[Stored data entries]
================

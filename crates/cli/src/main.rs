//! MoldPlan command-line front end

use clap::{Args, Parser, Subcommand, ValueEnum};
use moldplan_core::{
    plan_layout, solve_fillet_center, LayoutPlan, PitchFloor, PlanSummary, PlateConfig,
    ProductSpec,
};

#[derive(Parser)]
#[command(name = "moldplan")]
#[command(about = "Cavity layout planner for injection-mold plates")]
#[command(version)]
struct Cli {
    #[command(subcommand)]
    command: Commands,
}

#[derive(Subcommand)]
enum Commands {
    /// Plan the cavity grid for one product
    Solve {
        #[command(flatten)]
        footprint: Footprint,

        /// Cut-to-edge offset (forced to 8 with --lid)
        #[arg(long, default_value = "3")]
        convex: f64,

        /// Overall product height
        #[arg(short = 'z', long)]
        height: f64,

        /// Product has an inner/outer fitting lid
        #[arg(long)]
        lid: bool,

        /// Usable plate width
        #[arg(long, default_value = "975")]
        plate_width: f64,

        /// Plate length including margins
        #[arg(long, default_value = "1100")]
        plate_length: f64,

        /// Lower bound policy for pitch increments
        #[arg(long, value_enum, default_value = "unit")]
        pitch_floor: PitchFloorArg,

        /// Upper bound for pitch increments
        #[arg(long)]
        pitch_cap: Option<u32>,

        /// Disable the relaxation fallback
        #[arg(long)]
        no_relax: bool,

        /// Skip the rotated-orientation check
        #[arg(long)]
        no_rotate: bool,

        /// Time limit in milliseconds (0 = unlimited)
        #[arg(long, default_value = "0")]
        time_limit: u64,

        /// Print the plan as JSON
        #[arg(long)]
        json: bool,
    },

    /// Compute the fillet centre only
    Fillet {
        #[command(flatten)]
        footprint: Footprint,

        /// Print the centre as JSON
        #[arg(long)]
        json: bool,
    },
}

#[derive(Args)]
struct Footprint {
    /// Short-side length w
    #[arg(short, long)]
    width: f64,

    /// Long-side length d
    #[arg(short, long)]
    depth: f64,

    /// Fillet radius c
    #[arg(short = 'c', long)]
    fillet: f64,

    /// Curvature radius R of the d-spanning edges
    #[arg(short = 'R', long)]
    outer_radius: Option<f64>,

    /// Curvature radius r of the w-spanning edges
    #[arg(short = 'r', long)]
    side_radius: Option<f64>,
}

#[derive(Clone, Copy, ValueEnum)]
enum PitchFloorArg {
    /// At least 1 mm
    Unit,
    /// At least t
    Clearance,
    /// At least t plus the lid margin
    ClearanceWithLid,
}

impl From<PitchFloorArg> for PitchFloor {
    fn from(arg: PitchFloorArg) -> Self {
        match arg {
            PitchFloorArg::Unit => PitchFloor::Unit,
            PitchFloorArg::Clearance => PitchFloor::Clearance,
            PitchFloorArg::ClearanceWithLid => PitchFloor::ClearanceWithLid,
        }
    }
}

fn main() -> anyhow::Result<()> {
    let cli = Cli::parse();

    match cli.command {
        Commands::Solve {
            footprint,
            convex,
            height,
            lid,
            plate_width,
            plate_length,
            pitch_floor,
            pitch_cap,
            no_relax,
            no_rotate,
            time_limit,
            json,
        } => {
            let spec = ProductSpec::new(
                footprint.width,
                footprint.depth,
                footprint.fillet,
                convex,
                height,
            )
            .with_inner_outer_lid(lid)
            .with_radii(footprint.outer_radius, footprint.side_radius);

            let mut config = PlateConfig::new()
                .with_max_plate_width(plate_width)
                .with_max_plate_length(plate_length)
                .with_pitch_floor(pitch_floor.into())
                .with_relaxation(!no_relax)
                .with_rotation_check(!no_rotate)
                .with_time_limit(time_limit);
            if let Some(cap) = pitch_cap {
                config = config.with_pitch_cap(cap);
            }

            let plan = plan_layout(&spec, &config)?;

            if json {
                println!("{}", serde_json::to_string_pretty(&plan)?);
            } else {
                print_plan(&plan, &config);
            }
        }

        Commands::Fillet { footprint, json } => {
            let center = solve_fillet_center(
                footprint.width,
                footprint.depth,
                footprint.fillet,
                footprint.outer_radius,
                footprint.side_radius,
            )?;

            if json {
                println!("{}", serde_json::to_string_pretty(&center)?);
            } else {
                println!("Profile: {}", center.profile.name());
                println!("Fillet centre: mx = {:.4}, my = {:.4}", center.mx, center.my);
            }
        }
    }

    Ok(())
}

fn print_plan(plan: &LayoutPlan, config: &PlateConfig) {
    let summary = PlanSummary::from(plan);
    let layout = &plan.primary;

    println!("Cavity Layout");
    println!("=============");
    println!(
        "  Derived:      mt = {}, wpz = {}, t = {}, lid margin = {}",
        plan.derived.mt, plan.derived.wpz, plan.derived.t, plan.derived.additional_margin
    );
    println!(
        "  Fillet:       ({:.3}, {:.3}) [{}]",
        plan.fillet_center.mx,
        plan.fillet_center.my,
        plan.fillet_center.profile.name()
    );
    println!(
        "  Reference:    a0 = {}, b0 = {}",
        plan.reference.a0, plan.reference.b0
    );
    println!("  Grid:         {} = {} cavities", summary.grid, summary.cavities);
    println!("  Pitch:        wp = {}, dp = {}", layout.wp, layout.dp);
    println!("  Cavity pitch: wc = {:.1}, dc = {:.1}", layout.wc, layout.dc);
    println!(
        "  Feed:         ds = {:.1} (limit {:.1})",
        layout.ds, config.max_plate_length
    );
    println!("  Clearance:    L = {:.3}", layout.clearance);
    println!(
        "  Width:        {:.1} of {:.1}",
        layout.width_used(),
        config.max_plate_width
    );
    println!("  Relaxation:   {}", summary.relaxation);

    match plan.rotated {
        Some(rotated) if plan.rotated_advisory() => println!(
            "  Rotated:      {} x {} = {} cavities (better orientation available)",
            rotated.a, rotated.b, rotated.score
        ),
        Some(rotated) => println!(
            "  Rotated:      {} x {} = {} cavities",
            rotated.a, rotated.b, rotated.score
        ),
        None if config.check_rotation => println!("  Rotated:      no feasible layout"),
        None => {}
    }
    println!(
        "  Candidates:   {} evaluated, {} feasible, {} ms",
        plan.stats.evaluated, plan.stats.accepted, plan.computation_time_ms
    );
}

================

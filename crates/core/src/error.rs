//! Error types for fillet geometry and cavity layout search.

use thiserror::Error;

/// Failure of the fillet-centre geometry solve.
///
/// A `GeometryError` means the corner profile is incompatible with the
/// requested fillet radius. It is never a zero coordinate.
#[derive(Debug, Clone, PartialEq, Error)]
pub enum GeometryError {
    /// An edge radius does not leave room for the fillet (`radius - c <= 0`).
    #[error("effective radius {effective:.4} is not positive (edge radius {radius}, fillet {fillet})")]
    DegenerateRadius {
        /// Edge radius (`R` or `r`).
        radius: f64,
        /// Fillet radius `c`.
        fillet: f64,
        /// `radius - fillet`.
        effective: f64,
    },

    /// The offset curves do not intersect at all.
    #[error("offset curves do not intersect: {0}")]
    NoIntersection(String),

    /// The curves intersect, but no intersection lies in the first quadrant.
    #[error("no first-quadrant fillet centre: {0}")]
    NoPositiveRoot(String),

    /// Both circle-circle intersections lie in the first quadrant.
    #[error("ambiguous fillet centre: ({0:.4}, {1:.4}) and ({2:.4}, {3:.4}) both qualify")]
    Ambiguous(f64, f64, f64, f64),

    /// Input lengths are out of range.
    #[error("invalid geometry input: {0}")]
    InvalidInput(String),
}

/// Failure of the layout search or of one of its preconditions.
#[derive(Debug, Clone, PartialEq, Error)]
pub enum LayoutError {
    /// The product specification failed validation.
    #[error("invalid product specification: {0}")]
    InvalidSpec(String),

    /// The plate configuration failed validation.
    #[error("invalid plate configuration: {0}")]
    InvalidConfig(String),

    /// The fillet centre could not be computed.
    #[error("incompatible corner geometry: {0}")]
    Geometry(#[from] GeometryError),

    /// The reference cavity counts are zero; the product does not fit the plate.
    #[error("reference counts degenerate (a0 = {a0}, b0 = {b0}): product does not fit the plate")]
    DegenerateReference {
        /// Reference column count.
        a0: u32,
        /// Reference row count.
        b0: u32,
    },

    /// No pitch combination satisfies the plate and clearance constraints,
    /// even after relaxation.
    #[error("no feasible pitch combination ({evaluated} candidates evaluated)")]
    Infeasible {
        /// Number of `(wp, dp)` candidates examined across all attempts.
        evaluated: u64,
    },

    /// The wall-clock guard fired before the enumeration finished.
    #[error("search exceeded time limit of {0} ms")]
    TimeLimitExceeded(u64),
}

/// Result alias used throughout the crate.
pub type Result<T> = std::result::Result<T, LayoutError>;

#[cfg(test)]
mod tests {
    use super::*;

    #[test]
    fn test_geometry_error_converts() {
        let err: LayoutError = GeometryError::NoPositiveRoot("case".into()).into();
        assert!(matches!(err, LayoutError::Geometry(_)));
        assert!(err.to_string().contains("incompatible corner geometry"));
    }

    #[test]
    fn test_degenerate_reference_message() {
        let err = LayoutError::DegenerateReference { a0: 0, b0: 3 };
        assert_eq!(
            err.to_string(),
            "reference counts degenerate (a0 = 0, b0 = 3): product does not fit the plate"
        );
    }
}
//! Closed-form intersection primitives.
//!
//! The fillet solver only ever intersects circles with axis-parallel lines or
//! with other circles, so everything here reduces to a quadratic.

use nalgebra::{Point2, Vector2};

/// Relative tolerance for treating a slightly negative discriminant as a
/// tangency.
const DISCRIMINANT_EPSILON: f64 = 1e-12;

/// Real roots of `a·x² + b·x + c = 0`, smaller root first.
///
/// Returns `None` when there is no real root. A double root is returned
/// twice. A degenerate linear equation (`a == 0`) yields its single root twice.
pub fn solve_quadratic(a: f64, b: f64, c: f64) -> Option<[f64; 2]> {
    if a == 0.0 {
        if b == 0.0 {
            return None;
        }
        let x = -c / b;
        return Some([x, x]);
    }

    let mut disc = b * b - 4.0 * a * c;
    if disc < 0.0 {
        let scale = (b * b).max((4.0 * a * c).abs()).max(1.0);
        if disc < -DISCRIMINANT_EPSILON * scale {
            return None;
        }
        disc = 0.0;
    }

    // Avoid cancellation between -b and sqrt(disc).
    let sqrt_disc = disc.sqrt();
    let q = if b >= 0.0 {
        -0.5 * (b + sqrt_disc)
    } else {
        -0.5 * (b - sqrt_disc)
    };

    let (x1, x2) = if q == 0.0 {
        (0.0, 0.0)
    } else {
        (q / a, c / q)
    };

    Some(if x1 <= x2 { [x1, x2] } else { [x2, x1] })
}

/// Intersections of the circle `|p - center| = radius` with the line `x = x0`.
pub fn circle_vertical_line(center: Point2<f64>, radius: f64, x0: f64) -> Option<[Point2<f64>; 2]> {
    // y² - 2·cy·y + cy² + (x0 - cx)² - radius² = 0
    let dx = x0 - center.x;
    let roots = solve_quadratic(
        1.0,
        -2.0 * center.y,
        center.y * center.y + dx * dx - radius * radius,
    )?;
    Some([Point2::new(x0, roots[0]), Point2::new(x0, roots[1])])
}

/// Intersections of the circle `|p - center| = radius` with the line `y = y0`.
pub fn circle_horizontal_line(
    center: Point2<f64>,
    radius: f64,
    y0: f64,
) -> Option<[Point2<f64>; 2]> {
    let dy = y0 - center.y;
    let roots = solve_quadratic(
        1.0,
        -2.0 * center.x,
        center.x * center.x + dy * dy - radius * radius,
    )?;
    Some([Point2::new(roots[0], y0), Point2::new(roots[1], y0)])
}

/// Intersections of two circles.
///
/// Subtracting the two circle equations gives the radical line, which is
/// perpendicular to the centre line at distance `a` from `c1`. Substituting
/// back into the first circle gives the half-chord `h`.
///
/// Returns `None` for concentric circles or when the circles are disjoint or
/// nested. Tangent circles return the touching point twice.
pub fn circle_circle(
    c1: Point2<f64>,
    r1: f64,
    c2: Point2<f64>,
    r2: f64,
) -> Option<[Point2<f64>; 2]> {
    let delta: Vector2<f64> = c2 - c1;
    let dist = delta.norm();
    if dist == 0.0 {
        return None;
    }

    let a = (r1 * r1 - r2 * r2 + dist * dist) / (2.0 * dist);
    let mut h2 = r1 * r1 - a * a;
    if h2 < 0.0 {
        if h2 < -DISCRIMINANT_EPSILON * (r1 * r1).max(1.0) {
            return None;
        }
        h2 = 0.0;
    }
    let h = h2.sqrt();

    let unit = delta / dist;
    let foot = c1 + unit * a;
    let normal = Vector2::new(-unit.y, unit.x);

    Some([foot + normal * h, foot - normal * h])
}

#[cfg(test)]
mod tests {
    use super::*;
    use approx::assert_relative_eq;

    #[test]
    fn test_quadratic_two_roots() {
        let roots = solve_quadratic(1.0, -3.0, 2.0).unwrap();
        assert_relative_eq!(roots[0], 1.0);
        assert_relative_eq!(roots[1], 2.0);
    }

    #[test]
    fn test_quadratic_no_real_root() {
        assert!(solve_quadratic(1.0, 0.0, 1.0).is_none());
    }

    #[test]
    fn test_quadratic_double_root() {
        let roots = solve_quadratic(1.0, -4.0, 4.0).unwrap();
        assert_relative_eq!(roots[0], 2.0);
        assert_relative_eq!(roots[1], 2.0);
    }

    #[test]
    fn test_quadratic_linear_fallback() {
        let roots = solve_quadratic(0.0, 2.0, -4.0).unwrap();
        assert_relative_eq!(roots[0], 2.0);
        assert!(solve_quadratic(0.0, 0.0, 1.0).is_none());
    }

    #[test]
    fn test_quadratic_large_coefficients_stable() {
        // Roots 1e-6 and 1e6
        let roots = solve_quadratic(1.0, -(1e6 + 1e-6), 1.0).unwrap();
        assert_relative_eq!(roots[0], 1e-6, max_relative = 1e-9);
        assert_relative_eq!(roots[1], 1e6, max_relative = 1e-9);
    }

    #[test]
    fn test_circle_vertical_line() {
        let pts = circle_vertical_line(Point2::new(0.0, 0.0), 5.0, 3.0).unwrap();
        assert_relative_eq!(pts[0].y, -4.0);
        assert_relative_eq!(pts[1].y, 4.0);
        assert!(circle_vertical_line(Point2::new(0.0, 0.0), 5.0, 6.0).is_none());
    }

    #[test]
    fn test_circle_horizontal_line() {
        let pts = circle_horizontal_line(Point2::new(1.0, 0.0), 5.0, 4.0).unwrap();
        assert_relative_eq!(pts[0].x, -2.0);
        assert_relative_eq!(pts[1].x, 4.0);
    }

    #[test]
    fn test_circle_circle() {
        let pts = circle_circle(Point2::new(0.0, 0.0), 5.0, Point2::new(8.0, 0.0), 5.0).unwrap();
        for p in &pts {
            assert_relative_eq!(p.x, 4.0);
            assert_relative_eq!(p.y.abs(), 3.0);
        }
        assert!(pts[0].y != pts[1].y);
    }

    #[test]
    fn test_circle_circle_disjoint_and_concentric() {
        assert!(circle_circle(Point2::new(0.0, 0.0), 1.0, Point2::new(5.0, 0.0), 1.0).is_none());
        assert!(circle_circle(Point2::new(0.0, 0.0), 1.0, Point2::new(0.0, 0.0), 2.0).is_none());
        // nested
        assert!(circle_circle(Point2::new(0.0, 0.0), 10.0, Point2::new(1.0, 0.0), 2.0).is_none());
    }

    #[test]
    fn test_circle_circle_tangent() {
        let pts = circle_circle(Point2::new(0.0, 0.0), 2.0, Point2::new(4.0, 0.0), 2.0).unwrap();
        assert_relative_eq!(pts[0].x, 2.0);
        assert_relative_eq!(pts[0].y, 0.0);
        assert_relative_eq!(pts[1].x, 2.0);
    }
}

================

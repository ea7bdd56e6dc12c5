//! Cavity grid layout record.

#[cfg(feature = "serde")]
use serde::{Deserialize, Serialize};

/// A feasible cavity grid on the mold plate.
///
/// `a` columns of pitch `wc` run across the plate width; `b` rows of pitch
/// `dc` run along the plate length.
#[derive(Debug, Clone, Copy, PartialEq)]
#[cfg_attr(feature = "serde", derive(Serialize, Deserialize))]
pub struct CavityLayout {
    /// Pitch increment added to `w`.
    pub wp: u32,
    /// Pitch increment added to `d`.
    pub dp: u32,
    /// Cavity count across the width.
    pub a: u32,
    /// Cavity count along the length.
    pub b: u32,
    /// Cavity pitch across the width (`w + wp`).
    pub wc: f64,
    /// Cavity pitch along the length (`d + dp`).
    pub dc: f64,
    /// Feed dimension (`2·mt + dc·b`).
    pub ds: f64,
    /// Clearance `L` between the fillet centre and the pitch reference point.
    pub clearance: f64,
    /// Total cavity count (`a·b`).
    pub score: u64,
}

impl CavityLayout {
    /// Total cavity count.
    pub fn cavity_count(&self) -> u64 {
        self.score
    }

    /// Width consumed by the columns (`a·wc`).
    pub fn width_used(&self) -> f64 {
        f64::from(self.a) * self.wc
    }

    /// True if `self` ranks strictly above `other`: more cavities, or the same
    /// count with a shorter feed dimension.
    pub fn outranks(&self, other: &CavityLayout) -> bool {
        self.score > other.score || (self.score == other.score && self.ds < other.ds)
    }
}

================

* [TASK BRIEF]:
Give back exactly the lines above starting at the line where "filename crates/cli/src/main.rs" appears and ending at the line where "#[arg(short = 'z', long)]" appears, both included, with no other lines.

* [ANSWER BELOW]:
filename crates/cli/src/main.rs
//! MoldPlan command-line front end

use clap::{Args, Parser, Subcommand, ValueEnum};
use moldplan_core::{
    plan_layout, solve_fillet_center, LayoutPlan, PitchFloor, PlanSummary, PlateConfig,
    ProductSpec,
};

#[derive(Parser)]
#[command(name = "moldplan")]
#[command(about = "Cavity layout planner for injection-mold plates")]
#[command(version)]
struct Cli {
    #[command(subcommand)]
    command: Commands,
}

#[derive(Subcommand)]
enum Commands {
    /// Plan the cavity grid for one product
    Solve {
        #[command(flatten)]
        footprint: Footprint,

        /// Cut-to-edge offset (forced to 8 with --lid)
        #[arg(long, default_value = "3")]
        convex: f64,

        /// Overall product height
        #[arg(short = 'z', long)]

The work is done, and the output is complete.